▸ **PROBLEM REQUIREMENTS**:
Among the lines of the material below, how many carry the word "Deserialize"? Only the number is wanted.

▸ **THE DATA**:

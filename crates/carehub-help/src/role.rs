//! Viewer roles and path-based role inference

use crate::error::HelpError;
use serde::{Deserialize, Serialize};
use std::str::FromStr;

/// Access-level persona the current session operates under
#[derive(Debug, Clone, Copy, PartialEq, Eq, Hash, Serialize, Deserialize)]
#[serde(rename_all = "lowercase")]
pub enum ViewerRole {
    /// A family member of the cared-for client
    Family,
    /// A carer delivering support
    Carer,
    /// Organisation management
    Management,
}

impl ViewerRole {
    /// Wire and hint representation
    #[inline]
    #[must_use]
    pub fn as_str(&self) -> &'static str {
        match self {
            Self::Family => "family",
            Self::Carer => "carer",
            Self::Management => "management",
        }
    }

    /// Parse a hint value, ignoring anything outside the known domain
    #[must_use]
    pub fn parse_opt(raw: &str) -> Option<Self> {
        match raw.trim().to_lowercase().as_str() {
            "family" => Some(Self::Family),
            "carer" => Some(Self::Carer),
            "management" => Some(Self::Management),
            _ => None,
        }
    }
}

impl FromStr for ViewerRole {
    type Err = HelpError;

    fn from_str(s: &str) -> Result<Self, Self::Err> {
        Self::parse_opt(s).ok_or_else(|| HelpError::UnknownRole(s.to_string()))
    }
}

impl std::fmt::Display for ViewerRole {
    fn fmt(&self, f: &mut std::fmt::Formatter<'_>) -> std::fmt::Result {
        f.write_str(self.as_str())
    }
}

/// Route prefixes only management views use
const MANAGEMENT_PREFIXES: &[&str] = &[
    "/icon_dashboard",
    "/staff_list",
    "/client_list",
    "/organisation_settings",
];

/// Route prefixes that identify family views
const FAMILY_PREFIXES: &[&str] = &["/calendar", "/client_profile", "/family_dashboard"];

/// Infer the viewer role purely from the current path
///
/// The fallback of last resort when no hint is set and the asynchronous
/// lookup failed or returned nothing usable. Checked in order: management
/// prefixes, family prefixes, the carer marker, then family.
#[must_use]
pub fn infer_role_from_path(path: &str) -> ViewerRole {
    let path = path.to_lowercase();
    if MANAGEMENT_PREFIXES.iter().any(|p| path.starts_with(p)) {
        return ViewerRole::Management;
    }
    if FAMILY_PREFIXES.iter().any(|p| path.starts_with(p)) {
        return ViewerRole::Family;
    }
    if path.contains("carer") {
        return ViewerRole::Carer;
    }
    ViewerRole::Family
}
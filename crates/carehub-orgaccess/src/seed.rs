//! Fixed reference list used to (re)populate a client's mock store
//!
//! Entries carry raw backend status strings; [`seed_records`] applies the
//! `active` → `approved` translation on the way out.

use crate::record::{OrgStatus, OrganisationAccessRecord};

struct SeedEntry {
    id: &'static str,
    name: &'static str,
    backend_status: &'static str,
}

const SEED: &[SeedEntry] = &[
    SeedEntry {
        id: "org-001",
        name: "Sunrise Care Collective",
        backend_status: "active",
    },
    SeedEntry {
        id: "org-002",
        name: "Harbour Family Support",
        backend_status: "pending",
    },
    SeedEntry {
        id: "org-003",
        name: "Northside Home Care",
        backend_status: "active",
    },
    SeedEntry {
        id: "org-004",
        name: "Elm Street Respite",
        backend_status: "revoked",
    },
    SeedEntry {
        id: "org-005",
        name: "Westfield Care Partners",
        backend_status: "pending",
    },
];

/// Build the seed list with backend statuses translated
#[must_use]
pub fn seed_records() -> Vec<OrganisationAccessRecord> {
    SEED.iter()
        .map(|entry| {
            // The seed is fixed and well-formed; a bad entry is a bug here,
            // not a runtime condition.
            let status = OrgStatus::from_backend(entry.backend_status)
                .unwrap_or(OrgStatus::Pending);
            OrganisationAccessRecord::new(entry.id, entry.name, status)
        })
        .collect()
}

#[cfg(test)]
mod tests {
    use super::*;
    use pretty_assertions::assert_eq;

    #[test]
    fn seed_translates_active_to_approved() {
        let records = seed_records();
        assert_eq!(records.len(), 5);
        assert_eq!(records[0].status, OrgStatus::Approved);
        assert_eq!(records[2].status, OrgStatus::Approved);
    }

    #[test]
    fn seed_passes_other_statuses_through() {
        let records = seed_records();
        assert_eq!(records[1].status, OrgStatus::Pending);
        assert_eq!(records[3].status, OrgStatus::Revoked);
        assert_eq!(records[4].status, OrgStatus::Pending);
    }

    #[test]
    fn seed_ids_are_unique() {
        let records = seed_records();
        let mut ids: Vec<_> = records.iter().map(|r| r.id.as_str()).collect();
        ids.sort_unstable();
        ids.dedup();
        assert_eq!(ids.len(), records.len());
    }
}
...
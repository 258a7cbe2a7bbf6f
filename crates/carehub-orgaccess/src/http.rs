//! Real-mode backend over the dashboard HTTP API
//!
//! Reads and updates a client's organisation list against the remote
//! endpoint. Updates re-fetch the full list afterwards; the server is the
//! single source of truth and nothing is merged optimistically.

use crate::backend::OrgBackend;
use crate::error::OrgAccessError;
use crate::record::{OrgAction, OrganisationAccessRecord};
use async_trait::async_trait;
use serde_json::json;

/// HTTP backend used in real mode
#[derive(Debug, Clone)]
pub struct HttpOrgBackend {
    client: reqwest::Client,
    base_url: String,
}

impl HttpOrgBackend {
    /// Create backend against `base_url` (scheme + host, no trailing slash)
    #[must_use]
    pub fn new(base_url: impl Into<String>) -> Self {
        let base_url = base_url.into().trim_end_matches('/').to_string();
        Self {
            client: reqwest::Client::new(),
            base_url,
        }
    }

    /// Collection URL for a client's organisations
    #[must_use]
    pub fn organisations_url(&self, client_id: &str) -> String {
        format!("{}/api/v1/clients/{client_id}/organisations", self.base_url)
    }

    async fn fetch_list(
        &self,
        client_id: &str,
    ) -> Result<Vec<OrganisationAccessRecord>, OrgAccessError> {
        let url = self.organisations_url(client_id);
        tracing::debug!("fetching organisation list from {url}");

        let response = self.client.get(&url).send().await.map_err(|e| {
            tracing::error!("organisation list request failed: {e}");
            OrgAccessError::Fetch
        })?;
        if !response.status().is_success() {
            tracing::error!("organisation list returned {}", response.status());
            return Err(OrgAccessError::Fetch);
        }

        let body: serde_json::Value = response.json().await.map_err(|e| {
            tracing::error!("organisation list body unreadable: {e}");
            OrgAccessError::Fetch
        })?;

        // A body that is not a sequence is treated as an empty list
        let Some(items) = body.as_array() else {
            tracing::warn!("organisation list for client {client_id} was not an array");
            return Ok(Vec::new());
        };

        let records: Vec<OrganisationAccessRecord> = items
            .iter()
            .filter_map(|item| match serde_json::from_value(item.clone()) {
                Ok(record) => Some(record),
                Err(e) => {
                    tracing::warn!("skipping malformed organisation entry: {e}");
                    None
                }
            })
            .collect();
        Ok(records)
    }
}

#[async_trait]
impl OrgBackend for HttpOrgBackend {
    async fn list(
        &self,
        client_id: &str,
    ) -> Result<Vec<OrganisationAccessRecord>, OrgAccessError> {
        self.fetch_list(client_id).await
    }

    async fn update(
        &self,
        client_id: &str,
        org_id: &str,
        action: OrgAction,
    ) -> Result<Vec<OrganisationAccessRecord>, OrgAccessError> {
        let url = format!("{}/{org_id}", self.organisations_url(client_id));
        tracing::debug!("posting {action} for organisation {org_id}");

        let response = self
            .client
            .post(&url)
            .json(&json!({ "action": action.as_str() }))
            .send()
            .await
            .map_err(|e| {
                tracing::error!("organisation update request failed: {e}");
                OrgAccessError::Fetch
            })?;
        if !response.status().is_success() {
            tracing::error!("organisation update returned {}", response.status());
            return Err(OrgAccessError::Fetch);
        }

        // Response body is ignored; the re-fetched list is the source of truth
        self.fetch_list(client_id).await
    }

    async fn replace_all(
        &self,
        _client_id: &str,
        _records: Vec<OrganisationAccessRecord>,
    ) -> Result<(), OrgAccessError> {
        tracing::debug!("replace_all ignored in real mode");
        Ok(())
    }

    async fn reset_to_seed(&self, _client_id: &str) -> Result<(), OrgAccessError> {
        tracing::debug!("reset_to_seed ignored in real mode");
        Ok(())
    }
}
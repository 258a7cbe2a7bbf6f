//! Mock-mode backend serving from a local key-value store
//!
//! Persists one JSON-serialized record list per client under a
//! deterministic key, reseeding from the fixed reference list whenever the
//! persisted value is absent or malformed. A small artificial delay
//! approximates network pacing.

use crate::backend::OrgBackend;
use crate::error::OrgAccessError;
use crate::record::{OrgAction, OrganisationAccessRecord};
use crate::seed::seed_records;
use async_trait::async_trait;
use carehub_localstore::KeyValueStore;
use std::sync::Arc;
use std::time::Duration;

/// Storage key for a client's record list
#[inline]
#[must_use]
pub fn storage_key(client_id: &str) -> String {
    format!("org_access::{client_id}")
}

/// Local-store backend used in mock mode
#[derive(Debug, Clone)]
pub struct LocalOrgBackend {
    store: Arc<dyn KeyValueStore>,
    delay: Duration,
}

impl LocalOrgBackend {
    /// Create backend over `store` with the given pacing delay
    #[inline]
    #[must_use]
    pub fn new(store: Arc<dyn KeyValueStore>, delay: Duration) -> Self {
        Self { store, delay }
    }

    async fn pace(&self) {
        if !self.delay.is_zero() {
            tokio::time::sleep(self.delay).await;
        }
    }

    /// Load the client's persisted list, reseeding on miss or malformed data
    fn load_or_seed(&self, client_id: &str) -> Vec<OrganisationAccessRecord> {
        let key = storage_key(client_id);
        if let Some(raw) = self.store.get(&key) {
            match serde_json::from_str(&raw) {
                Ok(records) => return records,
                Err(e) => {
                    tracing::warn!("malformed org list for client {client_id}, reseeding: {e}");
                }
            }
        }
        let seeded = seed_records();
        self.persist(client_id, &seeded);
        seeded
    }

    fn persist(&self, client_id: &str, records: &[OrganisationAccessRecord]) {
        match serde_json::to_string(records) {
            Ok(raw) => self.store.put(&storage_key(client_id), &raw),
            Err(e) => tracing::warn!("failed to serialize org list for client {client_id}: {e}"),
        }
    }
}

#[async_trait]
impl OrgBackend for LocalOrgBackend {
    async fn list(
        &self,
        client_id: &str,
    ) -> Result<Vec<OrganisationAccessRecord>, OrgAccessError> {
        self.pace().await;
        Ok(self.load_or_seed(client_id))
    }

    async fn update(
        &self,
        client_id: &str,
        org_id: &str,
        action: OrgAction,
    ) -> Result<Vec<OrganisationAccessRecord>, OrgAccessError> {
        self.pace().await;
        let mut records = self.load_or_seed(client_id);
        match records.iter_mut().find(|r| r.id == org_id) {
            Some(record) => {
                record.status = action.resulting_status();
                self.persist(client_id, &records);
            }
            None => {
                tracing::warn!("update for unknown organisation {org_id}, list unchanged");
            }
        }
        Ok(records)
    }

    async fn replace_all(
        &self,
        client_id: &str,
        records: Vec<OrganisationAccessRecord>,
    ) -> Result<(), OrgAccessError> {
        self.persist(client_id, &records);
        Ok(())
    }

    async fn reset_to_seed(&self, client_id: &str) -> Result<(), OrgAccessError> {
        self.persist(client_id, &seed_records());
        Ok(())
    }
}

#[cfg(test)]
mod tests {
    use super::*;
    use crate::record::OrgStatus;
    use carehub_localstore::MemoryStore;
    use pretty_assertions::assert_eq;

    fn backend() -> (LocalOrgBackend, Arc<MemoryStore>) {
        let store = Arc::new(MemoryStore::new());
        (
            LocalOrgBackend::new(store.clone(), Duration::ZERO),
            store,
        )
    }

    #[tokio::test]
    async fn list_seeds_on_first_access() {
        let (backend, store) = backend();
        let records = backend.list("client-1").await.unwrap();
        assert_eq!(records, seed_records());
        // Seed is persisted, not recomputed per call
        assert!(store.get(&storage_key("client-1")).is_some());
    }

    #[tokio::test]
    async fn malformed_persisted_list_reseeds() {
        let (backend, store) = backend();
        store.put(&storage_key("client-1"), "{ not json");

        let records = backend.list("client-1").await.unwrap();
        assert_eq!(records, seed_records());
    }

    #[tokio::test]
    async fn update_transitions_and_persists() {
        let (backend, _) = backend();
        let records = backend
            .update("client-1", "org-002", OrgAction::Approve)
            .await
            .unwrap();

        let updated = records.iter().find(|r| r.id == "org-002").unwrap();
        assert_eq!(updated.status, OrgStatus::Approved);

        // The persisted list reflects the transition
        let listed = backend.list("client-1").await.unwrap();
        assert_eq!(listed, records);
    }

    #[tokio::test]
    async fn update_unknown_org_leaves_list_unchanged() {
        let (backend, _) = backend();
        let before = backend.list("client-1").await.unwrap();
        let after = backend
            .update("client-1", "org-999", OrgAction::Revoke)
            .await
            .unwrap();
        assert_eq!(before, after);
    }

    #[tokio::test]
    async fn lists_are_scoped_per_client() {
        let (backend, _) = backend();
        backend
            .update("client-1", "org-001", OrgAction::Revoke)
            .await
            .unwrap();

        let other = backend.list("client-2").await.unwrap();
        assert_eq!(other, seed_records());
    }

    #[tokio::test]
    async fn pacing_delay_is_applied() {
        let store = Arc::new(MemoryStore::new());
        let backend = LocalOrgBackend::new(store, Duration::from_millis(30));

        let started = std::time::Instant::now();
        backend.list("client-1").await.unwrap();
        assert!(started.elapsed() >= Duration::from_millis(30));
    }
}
==
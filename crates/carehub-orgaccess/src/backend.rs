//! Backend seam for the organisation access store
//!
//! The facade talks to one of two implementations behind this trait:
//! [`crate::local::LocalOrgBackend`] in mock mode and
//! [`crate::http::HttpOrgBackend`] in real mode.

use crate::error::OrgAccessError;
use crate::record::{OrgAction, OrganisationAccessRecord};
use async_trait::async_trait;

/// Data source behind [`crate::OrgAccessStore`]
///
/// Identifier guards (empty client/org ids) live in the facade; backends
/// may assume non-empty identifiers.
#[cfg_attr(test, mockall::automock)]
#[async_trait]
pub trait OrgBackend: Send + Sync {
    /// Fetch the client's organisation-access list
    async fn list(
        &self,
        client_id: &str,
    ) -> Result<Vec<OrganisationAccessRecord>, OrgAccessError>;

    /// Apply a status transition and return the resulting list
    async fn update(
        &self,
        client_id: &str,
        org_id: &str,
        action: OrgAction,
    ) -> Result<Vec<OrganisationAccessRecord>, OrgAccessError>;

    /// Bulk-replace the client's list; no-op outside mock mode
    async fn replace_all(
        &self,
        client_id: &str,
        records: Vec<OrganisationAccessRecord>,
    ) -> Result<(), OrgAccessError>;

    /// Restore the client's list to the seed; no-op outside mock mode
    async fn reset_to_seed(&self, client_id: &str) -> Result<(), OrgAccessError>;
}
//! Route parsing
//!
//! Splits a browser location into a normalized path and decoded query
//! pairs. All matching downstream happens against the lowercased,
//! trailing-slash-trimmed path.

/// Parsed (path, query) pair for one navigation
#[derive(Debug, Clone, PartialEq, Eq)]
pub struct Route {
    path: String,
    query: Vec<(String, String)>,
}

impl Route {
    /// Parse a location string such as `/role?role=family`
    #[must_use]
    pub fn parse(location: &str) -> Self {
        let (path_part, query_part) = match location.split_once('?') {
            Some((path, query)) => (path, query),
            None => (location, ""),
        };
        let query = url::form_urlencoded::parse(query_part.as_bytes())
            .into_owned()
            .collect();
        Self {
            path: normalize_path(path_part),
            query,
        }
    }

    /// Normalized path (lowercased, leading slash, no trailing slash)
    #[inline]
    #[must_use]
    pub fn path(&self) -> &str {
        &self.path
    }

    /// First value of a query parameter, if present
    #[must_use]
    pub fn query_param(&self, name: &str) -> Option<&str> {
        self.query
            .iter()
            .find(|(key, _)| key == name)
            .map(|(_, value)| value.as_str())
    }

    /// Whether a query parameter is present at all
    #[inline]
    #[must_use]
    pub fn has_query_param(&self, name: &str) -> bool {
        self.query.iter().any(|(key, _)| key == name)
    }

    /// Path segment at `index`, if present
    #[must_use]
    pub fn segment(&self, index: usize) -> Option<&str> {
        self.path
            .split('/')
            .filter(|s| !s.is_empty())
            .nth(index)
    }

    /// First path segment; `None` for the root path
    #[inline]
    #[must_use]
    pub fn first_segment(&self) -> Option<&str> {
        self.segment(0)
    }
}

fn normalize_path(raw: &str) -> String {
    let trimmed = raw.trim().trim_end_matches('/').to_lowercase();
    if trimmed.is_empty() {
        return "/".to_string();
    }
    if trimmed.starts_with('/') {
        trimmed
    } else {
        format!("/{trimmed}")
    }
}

▸ **RESPONSE**:
2